Auf in den Bayreuther Studentenclub Nr. 1 (gibt es einen anderen?): das Glashaus. War wahrscheinlich auch mal ein Glashaus, zumindestens erinnert die Gebäudeform stark daran. Mitten auf dem Campus liegt das Ding, von viel Grün umgeben. Zum Grün kommt heute ein sommerlich blauer Himmel, und das einen Tag vor Fronleichnam.
Mal wieder zu später Soundcheck und auch mal wieder ein bisserl Pech mit dem Hausmischer. Aber der Sound sollte sich als erstaunlich gut herausstellen, später dann. Nichtsdestotrotz blieb noch Zeit zum Essen. Und lecker war das! Plus selbst gekocht vom Veranstalter. Wäre schön, wenn es immer so gutes Essen gäbe.

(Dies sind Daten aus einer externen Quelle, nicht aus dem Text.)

//! Modules: processors, graphs and namespaces.

use crate::annotation::Annotation;
use crate::arena::Arena;
use crate::connection::Connection;
use crate::endpoint::{Endpoint, EndpointDirection};
use crate::ids::{ConnectionId, EndpointId, FunctionId, InstanceId, StructId, VariableId};
use crate::instance::ProcessorInstance;
use resonate_source::Span;
use serde::{Deserialize, Serialize};

/// Separator between the parts of a qualified module name.
pub const PATH_SEPARATOR: &str = "::";

/// What a module is.
#[derive(Clone, Copy, PartialEq, Eq, Hash, Debug, Serialize, Deserialize)]
pub enum ModuleKind {
    /// A leaf unit of computation with a `run` function.
    Processor,
    /// A set of processor instances and the connections between them.
    Graph,
    /// A container for other modules, structs, functions and constants.
    Namespace,
}

impl ModuleKind {
    /// Returns the HEART keyword.
    pub fn keyword(self) -> &'static str {
        match self {
            ModuleKind::Processor => "processor",
            ModuleKind::Graph => "graph",
            ModuleKind::Namespace => "namespace",
        }
    }

    /// Looks up a kind by its HEART keyword.
    pub fn from_keyword(keyword: &str) -> Option<Self> {
        match keyword {
            "processor" => Some(ModuleKind::Processor),
            "graph" => Some(ModuleKind::Graph),
            "namespace" => Some(ModuleKind::Namespace),
            _ => None,
        }
    }
}

/// A processor, graph or namespace with everything it declares.
///
/// Endpoints, instances and connections live in the module's own arenas.
/// Structs, functions and variables live in the program and are listed here
/// by ID.
#[derive(Clone, Debug, Serialize, Deserialize)]
pub struct Module {
    /// What the module is.
    pub kind: ModuleKind,
    /// The fully-qualified name, such as `Synth::Voice`.
    pub full_name: String,
    /// Free-form metadata, such as `main: true`.
    pub annotation: Annotation,
    /// Inputs and outputs, in declaration order.
    pub endpoints: Arena<EndpointId, Endpoint>,
    /// Graph nodes.
    pub instances: Arena<InstanceId, ProcessorInstance>,
    /// Graph wires.
    pub connections: Arena<ConnectionId, Connection>,
    /// Structs declared here.
    pub structs: Vec<StructId>,
    /// Functions declared here.
    pub functions: Vec<FunctionId>,
    /// State, external and module-level constant variables.
    pub state_variables: Vec<VariableId>,
    /// Compile-time parameters that are still unbound.
    pub specialisation_params: Vec<VariableId>,
    /// Where the module was declared.
    pub span: Span,
}

impl Module {
    /// Creates an empty module.
    pub fn new(kind: ModuleKind, full_name: impl Into<String>) -> Self {
        Self {
            kind,
            full_name: full_name.into(),
            annotation: Annotation::new(),
            endpoints: Arena::new(),
            instances: Arena::new(),
            connections: Arena::new(),
            structs: Vec::new(),
            functions: Vec::new(),
            state_variables: Vec::new(),
            specialisation_params: Vec::new(),
            span: Span::DUMMY,
        }
    }

    /// Returns the last part of the qualified name.
    pub fn short_name(&self) -> &str {
        self.full_name
            .rsplit(PATH_SEPARATOR)
            .next()
            .unwrap_or(&self.full_name)
    }

    /// Returns the qualified name of the enclosing module, if any.
    pub fn parent_name(&self) -> Option<&str> {
        self.full_name
            .rfind(PATH_SEPARATOR)
            .map(|pos| &self.full_name[..pos])
    }

    /// Returns `true` for a processor.
    pub fn is_processor(&self) -> bool {
        self.kind == ModuleKind::Processor
    }

    /// Returns `true` for a graph.
    pub fn is_graph(&self) -> bool {
        self.kind == ModuleKind::Graph
    }

    /// Returns `true` for a namespace.
    pub fn is_namespace(&self) -> bool {
        self.kind == ModuleKind::Namespace
    }

    /// Finds an endpoint by name.
    pub fn find_endpoint(&self, name: &str) -> Option<EndpointId> {
        self.endpoints.position(|e| e.name == name)
    }

    /// Finds an input by name.
    pub fn find_input(&self, name: &str) -> Option<EndpointId> {
        self.endpoints
            .position(|e| e.name == name && e.direction == EndpointDirection::Input)
    }

    /// Finds an output by name.
    pub fn find_output(&self, name: &str) -> Option<EndpointId> {
        self.endpoints
            .position(|e| e.name == name && e.direction == EndpointDirection::Output)
    }

    /// Iterates over the inputs.
    pub fn inputs(&self) -> impl Iterator<Item = (EndpointId, &Endpoint)> {
        self.endpoints.iter().filter(|(_, e)| e.is_input())
    }

    /// Iterates over the outputs.
    pub fn outputs(&self) -> impl Iterator<Item = (EndpointId, &Endpoint)> {
        self.endpoints.iter().filter(|(_, e)| e.is_output())
    }

    /// Finds an instance by name.
    pub fn find_instance(&self, name: &str) -> Option<InstanceId> {
        self.instances.position(|i| i.name == name)
    }

    /// Adds an endpoint.
    pub fn add_endpoint(&mut self, endpoint: Endpoint) -> EndpointId {
        self.endpoints.alloc(endpoint)
    }

    /// Adds an instance.
    pub fn add_instance(&mut self, instance: ProcessorInstance) -> InstanceId {
        self.instances.alloc(instance)
    }

    /// Adds a connection.
    pub fn add_connection(&mut self, connection: Connection) -> ConnectionId {
        self.connections.alloc(connection)
    }

    /// Returns `true` if an identical source/destination pair is already
    /// connected.
    pub fn has_connection(&self, connection: &Connection) -> bool {
        self.connections
            .values()
            .any(|c| c.source == connection.source && c.dest == connection.dest)
    }
}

tonair boten ein feines Konzert inklusive eines neuen Songs (noch unbetetitelt, wie Flo mir später mitteilte). Und obendrein gab es eine ungeplante Zugabe. Erdmöbel machten hernach angenehme Musik, ich war sehr angetan.

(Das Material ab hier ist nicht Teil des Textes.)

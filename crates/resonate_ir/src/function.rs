//! Functions and their basic blocks.

use crate::annotation::Annotation;
use crate::arena::Arena;
use crate::ids::{BlockId, ModuleId, VariableId};
use crate::stmt::{Statement, Terminator};
use crate::types::Type;
use resonate_source::Span;
use serde::{Deserialize, Serialize};

/// The name of a processor's main loop.
pub const RUN_FUNCTION_NAME: &str = "run";
/// The name of the compiler-generated initialiser.
pub const SYSTEM_INIT_FUNCTION_NAME: &str = "_init";
/// The name of the user-written initialiser.
pub const USER_INIT_FUNCTION_NAME: &str = "init";

/// The role of a function, which decides who may call it and what it may
/// do.
#[derive(Clone, Copy, PartialEq, Eq, Hash, Debug, Serialize, Deserialize)]
pub enum FunctionKind {
    /// An ordinary helper.
    Normal,
    /// An event handler.
    Event,
    /// A processor's `run` loop.
    Run,
    /// The generated initialiser.
    SystemInit,
    /// The user-written initialiser.
    UserInit,
    /// A built-in provided by the runtime, with no body.
    Intrinsic,
}

impl FunctionKind {
    /// Derives the kind of a function declared inside a processor from its
    /// name.
    pub fn for_processor_function(name: &str) -> Self {
        match name {
            RUN_FUNCTION_NAME => FunctionKind::Run,
            SYSTEM_INIT_FUNCTION_NAME => FunctionKind::SystemInit,
            USER_INIT_FUNCTION_NAME => FunctionKind::UserInit,
            _ => FunctionKind::Normal,
        }
    }

    /// Returns `true` for functions only the runtime may call.
    pub fn is_runtime_entry_point(self) -> bool {
        matches!(
            self,
            FunctionKind::Run | FunctionKind::UserInit | FunctionKind::SystemInit | FunctionKind::Event
        )
    }
}

/// A basic block: parameters, straight-line statements, one terminator.
#[derive(Clone, Debug, Serialize, Deserialize)]
pub struct Block {
    /// The block label, starting with `@`.
    pub name: String,
    /// Values supplied by every branch into this block.
    pub parameters: Vec<VariableId>,
    /// The block's statements.
    pub statements: Vec<Statement>,
    /// How control leaves the block.
    pub terminator: Terminator,
    /// Where the block was declared.
    pub span: Span,
}

impl Block {
    /// Creates an empty block that returns.
    pub fn new(name: impl Into<String>) -> Self {
        let name = name.into();
        let name = if name.starts_with('@') {
            name
        } else {
            format!("@{name}")
        };
        Self {
            name,
            parameters: Vec::new(),
            statements: Vec::new(),
            terminator: Terminator::ReturnVoid,
            span: Span::DUMMY,
        }
    }

    /// Returns `true` if the block contains an `advance`.
    pub fn calls_advance(&self) -> bool {
        self.statements
            .iter()
            .any(|s| matches!(s, Statement::AdvanceClock))
    }
}

/// A function with a signature and, unless it is an intrinsic, a body.
#[derive(Clone, Debug, Serialize, Deserialize)]
pub struct Function {
    /// The unqualified name.
    pub name: String,
    /// The module that declares it.
    pub module: ModuleId,
    /// The function's role.
    pub kind: FunctionKind,
    /// The return type.
    pub return_type: Type,
    /// Parameter variables, in order.
    pub parameters: Vec<VariableId>,
    /// Local variables declared at function scope.
    pub locals: Vec<VariableId>,
    /// The body. The first block is the entry.
    pub blocks: Arena<BlockId, Block>,
    /// Free-form metadata.
    pub annotation: Annotation,
    /// Where the function was declared.
    pub span: Span,
}

impl Function {
    /// Creates a function with no parameters and no body.
    pub fn new(name: impl Into<String>, module: ModuleId, kind: FunctionKind, return_type: Type) -> Self {
        Self {
            name: name.into(),
            module,
            kind,
            return_type,
            parameters: Vec::new(),
            locals: Vec::new(),
            blocks: Arena::new(),
            annotation: Annotation::new(),
            span: Span::DUMMY,
        }
    }

    /// Returns `true` if the function has at least one block.
    pub fn has_body(&self) -> bool {
        !self.blocks.is_empty()
    }

    /// Returns the entry block.
    pub fn entry_block(&self) -> Option<BlockId> {
        self.blocks.ids().next()
    }

    /// Finds a block by label.
    pub fn find_block(&self, name: &str) -> Option<BlockId> {
        self.blocks.position(|b| b.name == name)
    }

    /// Returns `true` if any block contains an `advance`.
    pub fn calls_advance(&self) -> bool {
        self.blocks.values().any(Block::calls_advance)
    }

    /// Iterates over every statement in block order.
    pub fn statements(&self) -> impl Iterator<Item = &Statement> {
        self.blocks.values().flat_map(|b| b.statements.iter())
    }
}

Nach dem Konzert wurde alles in den Bus gepackt (juhu, ein ganzer Bus für die Band - zum ersten Mal kam bei mir ein Mini-Tourgefühl auf; ich hoffe, dieses Gefühl wird noch verstärkt auftreten in Zukunft...). Anschließend kam es zur schwierigen Entscheidungssuchung und nach langen Diskussionen auch -findung, wo wir noch hingehen sollten. Wir einigten uns auf die Dorfdisco Rosenau. Also in den geliehenen Bandbus und auf dahin. Schwieriges Rangieren auf dem Parkplatz (vorher wurden wir übrigens zur "Rosi", wie der Experte sagt, geleitet, indem ein Fußgänger vor dem Bus herlief und uns so zum Laden geleitete), aber Andi war grandios darin.

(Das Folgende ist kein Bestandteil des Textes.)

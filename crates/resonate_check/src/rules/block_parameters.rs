//! `block-parameters`: branch arguments against block parameters.

use resonate_diagnostics::{Diagnostic, DiagnosticCode};
use resonate_ir::{BlockId, Expr, Function, Program, Terminator, TypeRules};
use resonate_source::Span;

use crate::errors;
use crate::{CheckContext, ProgramCheck};

/// Checks that every branch supplies arguments matching the target block's
/// parameters.
pub struct BlockParameters;

impl ProgramCheck for BlockParameters {
    fn code(&self) -> DiagnosticCode {
        errors::S308
    }

    fn name(&self) -> &str {
        "block-parameters"
    }

    fn description(&self) -> &str {
        "branch arguments match the parameters of their target blocks"
    }

    fn check(&self, program: &Program, _context: &CheckContext<'_>) -> Result<(), Diagnostic> {
        for (id, function) in program.functions.iter() {
            let name = || program.function_full_name(id);

            if let Some(entry) = function.entry_block() {
                let entry = &function.blocks[entry];
                if !entry.parameters.is_empty() {
                    return Err(errors::entry_block_has_parameters(&name(), entry.span));
                }
            }

            for block in function.blocks.values() {
                for param in &block.parameters {
                    let ty = &program.variables[*param].ty;
                    if ty.is_void() || ty.is_reference() {
                        return Err(errors::invalid_block_parameter_type(
                            &block.name,
                            &program.type_description(ty),
                            block.span,
                        ));
                    }
                }
            }

            for block in function.blocks.values() {
                match &block.terminator {
                    Terminator::Branch { target, args } => {
                        check_branch(program, function, &name(), *target, args, block.span)?;
                    }
                    Terminator::BranchIf { targets, args, .. } => {
                        if args.iter().any(|a| !a.is_empty()) {
                            return Err(errors::branch_if_with_args_not_supported(&name(), block.span));
                        }
                        for target in targets {
                            check_branch(program, function, &name(), *target, &[], block.span)?;
                        }
                    }
                    Terminator::ReturnVoid | Terminator::ReturnValue(_) => {}
                }
            }
        }
        Ok(())
    }
}

fn check_branch(
    program: &Program,
    function: &Function,
    function_name: &str,
    target: BlockId,
    args: &[Expr],
    span: Span,
) -> Result<(), Diagnostic> {
    let block = function
        .blocks
        .try_get(target)
        .ok_or_else(|| errors::invalid_branch_target(function_name, span))?;
    if block.parameters.len() != args.len() {
        return Err(errors::wrong_number_of_block_args(
            &block.name,
            block.parameters.len(),
            args.len(),
            span,
        ));
    }
    for (param, arg) in block.parameters.iter().zip(args) {
        let expected = &program.variables[*param].ty;
        let found = program.expr_type(arg);
        if !TypeRules::can_silently_cast(expected, &found) {
            return Err(errors::wrong_type_for_block_arg(
                &block.name,
                &program.type_description(expected),
                &program.type_description(&found),
                span,
            ));
        }
    }
    Ok(())
}

#[cfg(test)]
mod tests {
    use super::*;
    use crate::rules::fixtures::{code, run};
    use resonate_ir::{Block, FunctionKind, ModuleKind, Type, Variable, VariableRole};

    const SELECT: &str = "#HEART 1
namespace M
{
    function select (bool $c, int32 $x) -> int64
    {
        @block_0:
            branch_if $c ? @yes : @no;
        @yes:
            branch @done ($x);
        @no:
            branch @done (0);
        @done (int64 $r):
            return $r;
    }
}
";

    #[test]
    fn matching_arguments() {
        run(&BlockParameters, SELECT).unwrap();
    }

    #[test]
    fn argument_mismatches() {
        let count = SELECT.replace("branch @done (0);", "branch @done (0, 1);");
        assert_eq!(code(&BlockParameters, &count), "S308");
        let ty = SELECT.replace("branch @done (0);", "branch @done (1.5);");
        let err = run(&BlockParameters, &ty).unwrap_err();
        assert_eq!(err.code, errors::T305);
        assert!(err.message.contains("float64"));
        let conditional = SELECT.replace("? @yes : @no;", "? @yes : @done ($x);");
        assert_eq!(code(&BlockParameters, &conditional), "U302");
    }

    #[test]
    fn parameter_types() {
        let void = SELECT.replace("@done (int64 $r):\n            return $r;", "@done (void $r):\n            return;");
        assert_eq!(code(&BlockParameters, &void), "T304");
    }

    #[test]
    fn entry_parameters_and_foreign_targets() {
        let mut program = Program::new();
        let module = program.add_module(ModuleKind::Namespace, "M");
        let mut function = Function::new("f", module, FunctionKind::Normal, Type::void());
        let mut entry = Block::new("@entry");
        entry.parameters.push(
            program
                .variables
                .alloc(Variable::new("p", Type::int32(), VariableRole::Parameter)),
        );
        function.blocks.alloc(entry);
        program.add_function(function);

        let settings = resonate_config::BuildSettings::default();
        let context = CheckContext::new(&program, &settings).unwrap();
        let err = BlockParameters.check(&program, &context).unwrap_err();
        assert_eq!(err.code, errors::S307);

        let f = program.find_function_by_path("M::f").unwrap();
        let function = &mut program.functions[f];
        function.blocks[BlockId::from_raw(0)].parameters.clear();
        function.blocks[BlockId::from_raw(0)].terminator = Terminator::Branch {
            target: BlockId::from_raw(7),
            args: Vec::new(),
        };
        let err = BlockParameters.check(&program, &context).unwrap_err();
        assert_eq!(err.code, errors::S309);
    }
}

Chartsmusik in der Disse, und wir hielten mit Alkohol dagegen. Dies resultierte in einer aufgeschlagenen Lippe und einer aufgeschrammten Nase - der nassen Tanzfläche wegen. Zum Schluß zurück in den Bus, Flos "Eine gute Kassette" eingelegt und zum tonair-Schlafgemach - eine ganze Wohnung für die Band, welche uns liebenswürdigerweise komplett von Felix zur Verfügung gestellt wurde, mit sogar Frühstück am nächsten Tag. Ganz großes Danke nochmal!
Den folgenden Tag ziemlich verpeilt verbracht, um anschließend mit halber Bandbesatzung (Andi & Flo) zum Southside-Festival zu fahren. Tolle Musik, nette Menschen & reichlich Sonnenschein: was wollten wir mehr?